Хитрые прищуренные глаза обводят натянутые декоративные плотные нити, на ладан дышащие замочки тонких металлических застёжек, и кажется, становятся похожими на безжизненные объективы дорогущих фотокамер.
Возможность побыть идеальной моделью, на бесподобным изображением которой стоят визажисты, фотографы и прочие специалисты, появляется как-то внезапно. И правда, чем глубочайшие тёмные глаза, застывшие в спокойной радости, хуже толстенных стёкол, опасно чернеющих перед одной-единственной вспышкой?
Ничем. Они лучше, живее, внимательнее, приметят каждую мелочь, учтут, и не станут надменно замазывать, подобно редактору, что упорно закрашивает нежно розовым цветом любой изъян на идеально лице.

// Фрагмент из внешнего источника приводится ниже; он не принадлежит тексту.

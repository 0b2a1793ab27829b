//! Local content-addressed storage for workers.
//!
//! [`CasFileCache`] keeps blobs on disk under a flat root with
//! reference-counted LRU eviction; [`ExecFileSystem`] stages per-operation
//! exec directories by hard-linking out of the cache.

mod exec;
mod file_cache;
mod output_directory;

pub use exec::ExecFileSystem;
pub use file_cache::{BlobSource, CacheEvent, CasFileCache, CasFileCacheConfig};
pub use output_directory::OutputDirectory;

use granary_api::{Code, Digest, Status};

#[derive(Debug, thiserror::Error)]
pub enum CacheError {
    #[error("blob not found: {0}")]
    NotFound(Digest),

    #[error("blob size mismatch, expected {expected}, was {actual}")]
    SizeMismatch { expected: i64, actual: i64 },

    #[error("{0}")]
    InvalidEntry(String),

    #[error(transparent)]
    Io(#[from] std::io::Error),

    #[error("fetch failed: {0}")]
    Fetch(Status),
}

impl CacheError {
    pub fn code(&self) -> Code {
        match self {
            CacheError::NotFound(_) => Code::NotFound,
            CacheError::SizeMismatch { .. } => Code::InvalidArgument,
            CacheError::InvalidEntry(_) => Code::InvalidArgument,
            CacheError::Io(err) if err.kind() == std::io::ErrorKind::NotFound => Code::NotFound,
            CacheError::Io(_) => Code::Internal,
            CacheError::Fetch(status) => status.code,
        }
    }
}

impl From<CacheError> for Status {
    fn from(err: CacheError) -> Status {
        match err {
            CacheError::Fetch(status) => status,
            other => Status::new(other.code(), other.to_string()),
        }
    }
}

pub type CacheResult<T> = Result<T, CacheError>;

/// Test helpers shared with the integration crates.
pub mod testing {
    use std::collections::HashMap;
    use std::sync::{Arc, Mutex};

    use bytes::Bytes;
    use futures::stream::{self, BoxStream};
    use granary_api::{Digest, DigestUtil, Status};

    use super::file_cache::BlobSource;

    /// Blob source over an in-memory map.
    #[derive(Clone, Default)]
    pub struct MapBlobSource {
        blobs: Arc<Mutex<HashMap<Digest, Bytes>>>,
    }

    impl MapBlobSource {
        pub fn new() -> MapBlobSource {
            MapBlobSource::default()
        }

        pub fn insert(&self, blob: impl Into<Bytes>) -> Digest {
            let blob = blob.into();
            let digest = DigestUtil.compute(&blob);
            self.insert_with_digest(digest.clone(), blob);
            digest
        }

        /// Register contents under an arbitrary digest (corruption tests).
        pub fn insert_with_digest(&self, digest: Digest, blob: impl Into<Bytes>) {
            self.blobs
                .lock()
                .expect("blobs poisoned")
                .insert(digest, blob.into());
        }

        pub fn remove(&self, digest: &Digest) {
            self.blobs.lock().expect("blobs poisoned").remove(digest);
        }
    }

    #[async_trait::async_trait]
    impl BlobSource for MapBlobSource {
        async fn open(
            &self,
            digest: &Digest,
            offset: i64,
        ) -> Result<BoxStream<'static, std::io::Result<Bytes>>, Status> {
            let blob = self
                .blobs
                .lock()
                .expect("blobs poisoned")
                .get(digest)
                .cloned()
                .ok_or_else(|| Status::not_found(format!("blobs/{digest}")))?;
            let chunk = blob.slice((offset as usize).min(blob.len())..);
            Ok(Box::pin(stream::iter([Ok(chunk)])))
        }
    }
}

Руки Данины медленно укладываются ему на талию, замирают, раскрываются ладони, словно пригретые солнцем листья, и всё… Его не сжимают не тянут, не торопят. Просто рассматривают, как редчайшее полотно знаменитого художника.
Если отбросить весь пафос, надменность и наигранность, Даня смело бы назвал его шедевром проклятой генной инженерии. Только сейчас подобное запрещено, и этот непокорный, красивый, но до боли любимый кот, просто сыграл с судьбой в лотерею. И победил, представ перед ним почти идеальной скульптурой, которую древний мастер скрупулёзно вытачивал из твёрдого, дорогого, и идеально белого мрамора.

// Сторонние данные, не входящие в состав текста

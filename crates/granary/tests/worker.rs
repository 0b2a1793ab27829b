//! End-to-end worker pipeline: match, stage inputs, execute a real
//! subprocess, report the result.

mod support;

use std::sync::Arc;
use std::time::Duration;

use bytes::Bytes;
use granary::queue_service::OperationQueueService;
use granary::worker::blob_source::RemoteBlobSource;
use granary::worker::{Pipeline, WorkerConfig, WorkerContext};
use granary_api::{
    ActionKey, Command, Digest, DigestUtil, Directory, ExecuteEntry, FileNode, Operation,
    QueueEntry, QueuedOperation,
};
use granary_backend_memory::MemoryBackplane;
use granary_backplane::{Backplane, ChannelMessage, OperationListener};
use granary_cas::{CasFileCache, CasFileCacheConfig, ExecFileSystem};
use prost::Message;

use support::TestWorkerFleet;

struct NullListener;

impl OperationListener for NullListener {
    fn on_message(&self, _channel: &str, _message: ChannelMessage) {}
    fn on_reset(&self, _channel: &str, _operation: Option<Operation>) {}
}

struct WorkerHarness {
    _dir: tempfile::TempDir,
    backplane: Arc<MemoryBackplane>,
    context: Arc<WorkerContext>,
    peer: Arc<support::TestWorker>,
}

async fn harness() -> WorkerHarness {
    let dir = tempfile::tempdir().expect("tempdir");
    let backplane = Arc::new(MemoryBackplane::default());
    backplane
        .start(Arc::new(NullListener))
        .await
        .expect("start backplane");

    // A peer worker holds every seeded blob; this worker pulls from it.
    let fleet = TestWorkerFleet::new();
    let peer = fleet.add("peer:8981");
    backplane.add_worker("peer:8981").await.expect("add peer");

    let worker_name = "local:8981".to_string();
    backplane.add_worker(&worker_name).await.expect("add worker");
    let remote_source = Arc::new(RemoteBlobSource::new(
        backplane.clone(),
        fleet.stubs(),
        worker_name.clone(),
    ));
    let cache = Arc::new(CasFileCache::new(
        CasFileCacheConfig {
            root: dir.path().join("cas"),
            max_size_bytes: 1 << 24,
        },
        remote_source.clone(),
        None,
    ));
    let exec_fs = Arc::new(ExecFileSystem::new(
        dir.path().join("exec"),
        cache,
        true,
    ));
    exec_fs.start().await.expect("start exec fs");

    let context = WorkerContext::new(
        WorkerConfig {
            name: worker_name,
            input_fetch_width: 1,
            execute_width: 1,
            report_width: 1,
            operation_poll_period: Duration::from_secs(5),
            default_action_timeout: Duration::from_secs(30),
            maximum_action_timeout: Duration::from_secs(60),
            inline_content_limit: 1024,
        },
        Arc::new(OperationQueueService::new(backplane.clone())),
        backplane.clone(),
        exec_fs,
        remote_source,
    );
    WorkerHarness {
        _dir: dir,
        backplane,
        context,
        peer,
    }
}

/// Seed a queued operation on the peer and push its entry to the ready
/// queue. Returns the operation name and action digest.
async fn queue_action(
    harness: &WorkerHarness,
    arguments: Vec<String>,
    output_files: Vec<String>,
    timeout_secs: i64,
) -> (String, Digest) {
    let input_digest = harness.peer.insert("line one\n");
    let root = Directory {
        files: vec![FileNode {
            name: "input.txt".to_string(),
            digest: Some(input_digest.clone()),
            is_executable: false,
        }],
        ..Default::default()
    };
    let command = Command {
        arguments,
        output_files,
        ..Default::default()
    };
    let action = granary_api::Action {
        command_digest: Some(DigestUtil.compute_message(&command)),
        input_root_digest: Some(DigestUtil.compute_message(&root)),
        timeout_secs,
        ..Default::default()
    };
    let action_digest = DigestUtil.compute_message(&action);

    let queued_operation = QueuedOperation {
        action: Some(action),
        command: Some(command),
        directories: vec![root],
    };
    let queued_blob = Bytes::from(queued_operation.encode_to_vec());
    let queued_digest = harness.peer.insert(queued_blob);
    harness
        .backplane
        .add_blobs_location(
            &[queued_digest.clone(), input_digest],
            "peer:8981",
        )
        .await
        .expect("announce");

    let operation_name = format!("operations/{}", uuid::Uuid::new_v4());
    let execute_entry = ExecuteEntry {
        operation_name: operation_name.clone(),
        action_digest: Some(action_digest.clone()),
        skip_cache_lookup: true,
        stdout_stream_name: format!("{operation_name}/streams/stdout"),
        stderr_stream_name: format!("{operation_name}/streams/stderr"),
        ..Default::default()
    };
    let entry = QueueEntry {
        execute_entry: Some(execute_entry),
        queued_operation_digest: Some(queued_digest),
    };
    let operation = Operation {
        name: operation_name.clone(),
        ..Default::default()
    };
    harness
        .backplane
        .queue(&entry, &operation)
        .await
        .expect("queue");
    (operation_name, action_digest)
}

async fn await_done(harness: &WorkerHarness, operation_name: &str) -> Operation {
    let deadline = tokio::time::Instant::now() + Duration::from_secs(15);
    loop {
        if let Some(operation) = harness
            .backplane
            .get_operation(operation_name)
            .await
            .expect("get operation")
        {
            if operation.done {
                return operation;
            }
        }
        assert!(
            tokio::time::Instant::now() < deadline,
            "operation {operation_name} did not complete"
        );
        tokio::time::sleep(Duration::from_millis(50)).await;
    }
}

#[tokio::test]
async fn pipeline_executes_and_reports() {
    let harness = harness().await;
    let (operation_name, action_digest) = queue_action(
        &harness,
        vec![
            "/bin/sh".to_string(),
            "-c".to_string(),
            "/usr/bin/tr a-z A-Z < input.txt > out.txt && echo staged".to_string(),
        ],
        vec!["out.txt".to_string()],
        30,
    )
    .await;

    let shutdown = tokio_util::sync::CancellationToken::new();
    let pipeline = tokio::spawn(Pipeline::new(harness.context.clone()).run(shutdown.clone()));

    let operation = await_done(&harness, &operation_name).await;
    shutdown.cancel();
    let _ = pipeline.await;

    let response = match operation.result.as_ref().expect("result") {
        granary_api::operation::Result::Response(response) => response,
        other => panic!("expected response, got {other:?}"),
    };
    assert!(!response.cached_result);
    let action_result = response.result.as_ref().expect("action result");
    assert_eq!(action_result.exit_code, 0);
    assert_eq!(action_result.stdout_raw, b"staged\n");

    // The declared output was captured and content-addressed.
    assert_eq!(action_result.output_files.len(), 1);
    let output = &action_result.output_files[0];
    assert_eq!(output.path, "out.txt");
    let expected = DigestUtil.compute(b"LINE ONE\n");
    assert_eq!(output.digest.as_ref().expect("digest"), &expected);

    // The result landed in the action cache and the claim was released.
    let cached = harness
        .backplane
        .get_action_result(&ActionKey(action_digest))
        .await
        .expect("action cache")
        .expect("cached result");
    assert_eq!(cached.exit_code, 0);
    assert!(harness
        .backplane
        .get_dispatched_operations()
        .await
        .expect("dispatched")
        .is_empty());
}

#[tokio::test]
async fn failing_command_reports_its_exit_code() {
    let harness = harness().await;
    let (operation_name, _) = queue_action(
        &harness,
        vec![
            "/bin/sh".to_string(),
            "-c".to_string(),
            "echo boom >&2; exit 7".to_string(),
        ],
        vec![],
        30,
    )
    .await;

    let shutdown = tokio_util::sync::CancellationToken::new();
    let pipeline = tokio::spawn(Pipeline::new(harness.context.clone()).run(shutdown.clone()));
    let operation = await_done(&harness, &operation_name).await;
    shutdown.cancel();
    let _ = pipeline.await;

    let response = match operation.result.as_ref().expect("result") {
        granary_api::operation::Result::Response(response) => response,
        other => panic!("expected response, got {other:?}"),
    };
    let action_result = response.result.as_ref().expect("action result");
    assert_eq!(action_result.exit_code, 7);
    assert_eq!(action_result.stderr_raw, b"boom\n");
}

#[tokio::test]
async fn timed_out_action_is_error_completed() {
    let harness = harness().await;
    let (operation_name, _) = queue_action(
        &harness,
        vec![
            "/bin/sh".to_string(),
            "-c".to_string(),
            "/bin/sleep 30".to_string(),
        ],
        vec![],
        1,
    )
    .await;

    let shutdown = tokio_util::sync::CancellationToken::new();
    let pipeline = tokio::spawn(Pipeline::new(harness.context.clone()).run(shutdown.clone()));
    let operation = await_done(&harness, &operation_name).await;
    shutdown.cancel();
    let _ = pipeline.await;

    let status = operation.error_status().expect("error status");
    assert_eq!(
        granary_api::Code::from_i32(status.code),
        granary_api::Code::DeadlineExceeded
    );
}

#[tokio::test]
async fn take_hands_each_entry_to_exactly_one_consumer() {
    let harness = harness().await;
    let (_, _) = queue_action(
        &harness,
        vec!["/bin/true".to_string()],
        vec![],
        30,
    )
    .await;

    let mut takers = Vec::new();
    for _ in 0..4 {
        let backplane = harness.backplane.clone();
        takers.push(tokio::spawn(async move {
            OperationQueueService::new(backplane)
                .take()
                .await
                .expect("take")
        }));
    }
    let mut claimed = 0;
    for taker in takers {
        if taker.await.expect("join").is_some() {
            claimed += 1;
        }
    }
    assert_eq!(claimed, 1);
}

Ваня усмехается, кривит губы в самодовольной улыбке, протягивает руку к Данькиному лицу, позволяет тому прижаться к раскрытой ладони щекой, и прячет потеплевшую зелень своих глаз под роскошным веером ресниц.

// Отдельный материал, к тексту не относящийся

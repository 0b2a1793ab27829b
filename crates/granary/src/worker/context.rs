//! Shared worker context: queue access, CAS surface, liveness, dedup.

use std::collections::HashMap;
use std::sync::{Arc, Mutex};
use std::time::{Duration, Instant};

use bytes::Bytes;
use granary_api::{
    ActionKey, ActionResult, Code, Digest, ExecutionStage, Operation, QueueEntry, QueuedOperation,
    Status,
};
use granary_backplane::{Backplane, Retrier};
use granary_cas::{BlobSource, ExecFileSystem};
use prost::Message;
use tracing::{info, warn};

use crate::poller::Poller;
use crate::queue_service::OperationQueueService;

#[derive(Clone, Debug)]
pub struct WorkerConfig {
    /// Worker name, typically `host:port`.
    pub name: String,
    pub input_fetch_width: usize,
    pub execute_width: usize,
    pub report_width: usize,
    /// Liveness poll period for claimed operations.
    pub operation_poll_period: Duration,
    /// Applied when an action carries no timeout.
    pub default_action_timeout: Duration,
    /// Ceiling on action timeouts; zero disables the check.
    pub maximum_action_timeout: Duration,
    /// Stdout/stderr at most this large stay inline in the ActionResult.
    pub inline_content_limit: usize,
}

impl Default for WorkerConfig {
    fn default() -> Self {
        Self {
            name: "localhost:8981".to_string(),
            input_fetch_width: 2,
            execute_width: 2,
            report_width: 2,
            operation_poll_period: Duration::from_secs(10),
            default_action_timeout: Duration::from_secs(600),
            maximum_action_timeout: Duration::from_secs(3600),
            inline_content_limit: 1024,
        }
    }
}

pub struct WorkerContext {
    pub config: WorkerConfig,
    pub queue_service: Arc<OperationQueueService>,
    pub backplane: Arc<dyn Backplane>,
    pub exec_fs: Arc<ExecFileSystem>,
    /// Serves blobs this worker does not hold locally.
    pub remote_source: Arc<dyn BlobSource>,
    retrier: Retrier,
    active_operations: Mutex<HashMap<String, QueueEntry>>,
}

impl WorkerContext {
    pub fn new(
        config: WorkerConfig,
        queue_service: Arc<OperationQueueService>,
        backplane: Arc<dyn Backplane>,
        exec_fs: Arc<ExecFileSystem>,
        remote_source: Arc<dyn BlobSource>,
    ) -> Arc<WorkerContext> {
        Arc::new(WorkerContext {
            config,
            queue_service,
            backplane,
            exec_fs,
            remote_source,
            retrier: Retrier::default(),
            active_operations: Mutex::new(HashMap::new()),
        })
    }

    pub fn name(&self) -> &str {
        &self.config.name
    }

    /// One match attempt: claim a queue entry and register it as active.
    /// Duplicate claims of a name this worker already runs are dropped.
    pub async fn match_entry(&self) -> Result<Option<QueueEntry>, Status> {
        let entry = match self.queue_service.take().await? {
            None => return Ok(None),
            Some(entry) => entry,
        };
        let operation_name = entry
            .execute_entry
            .as_ref()
            .map(|execute_entry| execute_entry.operation_name.clone())
            .unwrap_or_default();
        let duplicate = self
            .active_operations
            .lock()
            .expect("active operations poisoned")
            .insert(operation_name.clone(), entry.clone())
            .is_some();
        if duplicate {
            warn!(operation = operation_name, "matched duplicate operation");
            return Ok(None);
        }
        Ok(Some(entry))
    }

    pub fn deactivate(&self, operation_name: &str) {
        self.active_operations
            .lock()
            .expect("active operations poisoned")
            .remove(operation_name);
    }

    /// Drop the claim and zero its deadline so the dispatched monitor
    /// requeues it immediately instead of after the full timeout.
    pub async fn requeue(&self, operation_name: &str) {
        let entry = self
            .active_operations
            .lock()
            .expect("active operations poisoned")
            .remove(operation_name);
        let entry = match entry {
            Some(entry) => entry,
            None => return,
        };
        match self
            .queue_service
            .poll(&entry, ExecutionStage::Queued, 0)
            .await
        {
            Ok(_) => info!(operation = operation_name, "fast requeue requested"),
            Err(err) => {
                // The dispatched monitor will still requeue on the normal
                // deadline.
                warn!(operation = operation_name, error = %err, "fast requeue failed");
            }
        }
    }

    /// Start the liveness poller for a claimed entry at the given stage.
    pub fn resume_poller(
        self: &Arc<Self>,
        poller: &Poller,
        entry: QueueEntry,
        stage: ExecutionStage,
        on_failure: impl Fn() + Send + Sync + 'static,
    ) {
        let context = self.clone();
        let on_failure = Arc::new(on_failure);
        let on_expiration = on_failure.clone();
        poller.resume(
            move || {
                let context = context.clone();
                let entry = entry.clone();
                let on_failure = on_failure.clone();
                async move {
                    let live = match context
                        .queue_service
                        .poll(&entry, stage, OperationQueueService::next_requeue_at())
                        .await
                    {
                        Ok(live) => live,
                        Err(err) => {
                            warn!(error = %err, "liveness poll errored");
                            true
                        }
                    };
                    if !live {
                        (*on_failure)();
                    }
                    live
                }
            },
            move || (*on_expiration)(),
            Instant::now() + Duration::from_secs(10 * 24 * 3600),
        );
    }

    /// Read a blob, filling the local cache from peers on a miss.
    pub async fn fetch_blob(&self, digest: &Digest) -> Result<Bytes, Status> {
        let cache = self.exec_fs.file_cache();
        match cache.get_blob(digest).await {
            Ok(blob) => return Ok(blob),
            Err(err) if err.code() == Code::NotFound => {}
            Err(err) => return Err(err.into()),
        }
        // Pull from a peer and keep a local copy for future actions.
        let mut stream = self.remote_source.open(digest, 0).await?;
        use futures::TryStreamExt;
        let mut blob = Vec::with_capacity(digest.size_bytes as usize);
        while let Some(chunk) = stream.try_next().await.map_err(Status::from)? {
            blob.extend_from_slice(&chunk);
        }
        let blob = Bytes::from(blob);
        if let Err(err) = cache.put_blob(digest, blob.clone()).await {
            warn!(blob = %digest, error = %err, "failed to cache fetched blob");
        }
        Ok(blob)
    }

    /// Fetch and decode the queued operation for an entry.
    pub async fn get_queued_operation(
        &self,
        entry: &QueueEntry,
    ) -> Result<Option<QueuedOperation>, Status> {
        let digest = match entry.queued_operation_digest.as_ref() {
            Some(digest) => digest,
            None => return Ok(None),
        };
        let blob = match self.fetch_blob(digest).await {
            Ok(blob) => blob,
            Err(status) if status.code == Code::NotFound => return Ok(None),
            Err(status) => return Err(status),
        };
        match QueuedOperation::decode(blob.as_ref()) {
            Ok(queued_operation) => Ok(Some(queued_operation)),
            Err(err) => {
                warn!(blob = %digest, error = %err, "invalid queued operation");
                Ok(None)
            }
        }
    }

    pub async fn put_operation(&self, operation: &Operation) -> Result<bool, Status> {
        self.queue_service.put(operation).await
    }

    pub async fn put_action_result(
        &self,
        key: &ActionKey,
        result: &ActionResult,
    ) -> Result<(), Status> {
        self.retrier
            .execute(|| self.backplane.put_action_result(key, result))
            .await?;
        Ok(())
    }
}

Внезапно, его лёгким становится тесно в туго затянутом корсете. И нет, он е сдавливает его грудную клетку, не деформирует рёбер, и не заставляет дышать мелко, словно испуганная мышка. Глубокий вдох даётся ему так же легко, как и самая отвратительная мысль на свете.
Стаскивая с любимого лица очки, не желая те поломать и наблюдать за тенью расстройства в глазах напротив, аккуратно укладывая те на подоконник, он тянет Даньку на себя, позволяет тому устроиться поудобнее у себя на груди, укладывает ладони на нескладных лопатках и откидывается на мягкие, остывшие под лёгким покрывалом подушки.
Держа Даню так, зная, что он почти полностью в твоих руках, что его лёгкие стянуты железными скобами, и он обязательно пойдёт тебе на уступки, он понимает, что выиграл не только у генов.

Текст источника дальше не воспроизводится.